The most common treatments for PFPS are conservative and noninvasive. In traditional orthopedic treatments, patellar taping and bracing are common. They seem to be more effective in the short term as opposed to with more chronic cases. Improving strength balance within the quadriceps is also a core component of physical therapy treatment.

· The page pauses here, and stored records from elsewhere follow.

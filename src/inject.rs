//! Runtime injection into served documents.
//!
//! Adds two script blocks (the import map and the live-reload client) right
//! after the opening `<head>` tag, or at the very start of the document when
//! there is no head. Injection is not idempotent: running it twice inserts the
//! scripts twice, so the server calls it exactly once per response.

use crate::import_map::ImportMap;

/// Live-reload client, compiled in.
pub const LIVERELOAD_CLIENT: &str = include_str!("runtime/livereload.js");

#[derive(Debug, Clone)]
pub struct RuntimeInjector {
    preamble: String,
}

impl RuntimeInjector {
    pub fn new(import_map: &ImportMap) -> Self {
        Self::with_client(import_map, LIVERELOAD_CLIENT)
    }

    pub fn with_client(import_map: &ImportMap, client: &str) -> Self {
        let import_map_json = import_map.to_json().replace("</", "<\\/");
        let preamble = format!(
            "<script type=\"importmap\">{import_map_json}</script><script>{client}</script>"
        );
        Self { preamble }
    }

    /// The two script blocks exactly as inserted.
    pub fn preamble(&self) -> &str {
        &self.preamble
    }

    /// Works on raw bytes so documents in any ASCII-compatible encoding pass
    /// through untouched outside the inserted scripts.
    pub fn inject(&self, markup: &[u8]) -> Vec<u8> {
        let at = head_insertion_point(markup).unwrap_or(0);
        let mut out = Vec::with_capacity(markup.len() + self.preamble.len());
        out.extend_from_slice(&markup[..at]);
        out.extend_from_slice(self.preamble.as_bytes());
        out.extend_from_slice(&markup[at..]);
        out
    }
}

/// Byte offset just past the first `<head ...>` opening tag.
fn head_insertion_point(bytes: &[u8]) -> Option<usize> {
    let mut from = 0;
    while let Some(rel) = find_ascii_case_insensitive(&bytes[from..], b"<head") {
        let after = from + rel + b"<head".len();
        match bytes.get(after) {
            Some(b'>') => return Some(after + 1),
            Some(c) if c.is_ascii_whitespace() || *c == b'/' => {
                let close = bytes[after..].iter().position(|b| *b == b'>')?;
                return Some(after + close + 1);
            }
            // `<header>`, `<heading>` and friends
            _ => from = after,
        }
    }
    None
}

fn find_ascii_case_insensitive(haystack: &[u8], needle: &[u8]) -> Option<usize> {
    haystack
        .windows(needle.len())
        .position(|window| window.eq_ignore_ascii_case(needle))
}

#[cfg(test)]
mod tests {
    use super::*;

    fn inject_str(injector: &RuntimeInjector, html: &str) -> String {
        String::from_utf8(injector.inject(html.as_bytes())).unwrap()
    }

    fn injector() -> RuntimeInjector {
        let map = ImportMap::from_manifest_str(r#"{"node_modules/left-pad": {}}"#).unwrap();
        RuntimeInjector::with_client(&map, "/*client*/")
    }

    #[test]
    fn test_inserts_after_head() {
        let injector = injector();
        let html = "<!DOCTYPE html><html><head><title>T</title></head><body></body></html>";
        let out = inject_str(&injector, html);

        let expected = format!(
            "<!DOCTYPE html><html><head>{}<title>T</title></head><body></body></html>",
            injector.preamble()
        );
        assert_eq!(out, expected);
    }

    #[test]
    fn test_head_with_attributes_and_case() {
        let injector = injector();
        let out = inject_str(&injector, "<HTML><HEAD lang=\"en\"><meta charset=\"utf-8\"></HEAD></HTML>");
        assert!(out.starts_with(&format!("<HTML><HEAD lang=\"en\">{}", injector.preamble())));
    }

    #[test]
    fn test_header_is_not_head() {
        let injector = injector();
        let html = "<body><header>Top</header></body>";
        let out = inject_str(&injector, html);
        assert_eq!(out, format!("{}{}", injector.preamble(), html));
    }

    #[test]
    fn test_prepends_without_head() {
        let injector = injector();
        assert_eq!(
            inject_str(&injector, "<p>fragment</p>"),
            format!("{}<p>fragment</p>", injector.preamble())
        );
        assert_eq!(inject_str(&injector, ""), injector.preamble());
    }

    #[test]
    fn test_only_difference_is_preamble() {
        let injector = injector();
        let html = "<html><head></head><body>é</body></html>";
        let out = inject_str(&injector, html);
        assert_eq!(out.replacen(injector.preamble(), "", 1), html);
    }

    #[test]
    fn test_bytes_are_preserved() {
        let injector = injector();
        // "café" in Latin-1
        let html = b"<html><head><meta charset=\"iso-8859-1\"></head><body>caf\xe9</body></html>";
        let out = injector.inject(html);

        let at = b"<html><head>".len();
        assert_eq!(&out[..at], &html[..at]);
        assert_eq!(&out[at..at + injector.preamble().len()], injector.preamble().as_bytes());
        assert_eq!(&out[at + injector.preamble().len()..], &html[at..]);
    }

    #[test]
    fn test_not_idempotent() {
        let injector = injector();
        let twice = inject_str(&injector, &inject_str(&injector, "<head></head>"));
        assert_eq!(twice.matches("type=\"importmap\"").count(), 2);
    }

    #[test]
    fn test_preamble_contents() {
        let injector = injector();
        assert!(injector.preamble().starts_with("<script type=\"importmap\">{"));
        assert!(injector.preamble().contains("\"left-pad\": \"/__packages/left-pad\""));
        assert!(injector.preamble().ends_with("<script>/*client*/</script>"));
    }

    #[test]
    fn test_default_client_listens_for_changes() {
        assert!(LIVERELOAD_CLIENT.contains("/events"));
        assert!(LIVERELOAD_CLIENT.contains("change"));
    }
}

Massage can clearly play a role in treating patellar tracking disorders, especially in reducing hypertonicity of the tissues around the patella. Reducing hypertonicity helps restore muscular balance. The soothing effects of gliding massage strokes on a painful knee should not be undervalued either. Effective approaches may combine techniques with a broad context surface such as the full palm or hand, along with more specific stripping techniques using the thumb, finger, or perhaps a pressure tool. I have also found performing these techniques during active movement of the knee enhances their effectiveness. You can see an active engagement technique for the patellar retinaculum in this video.
Anterior knee pain is a common complaint for numerous clients. It is likely to occur with any individuals engaged in high activity levels. Understanding the biomechanical role of the patella and surrounding tissues can help you target your treatment for the best results. Developing a better understanding of patellofemoral function also illustrates an excellent opportunity for you to work with other health professionals to achieve the best results for the client.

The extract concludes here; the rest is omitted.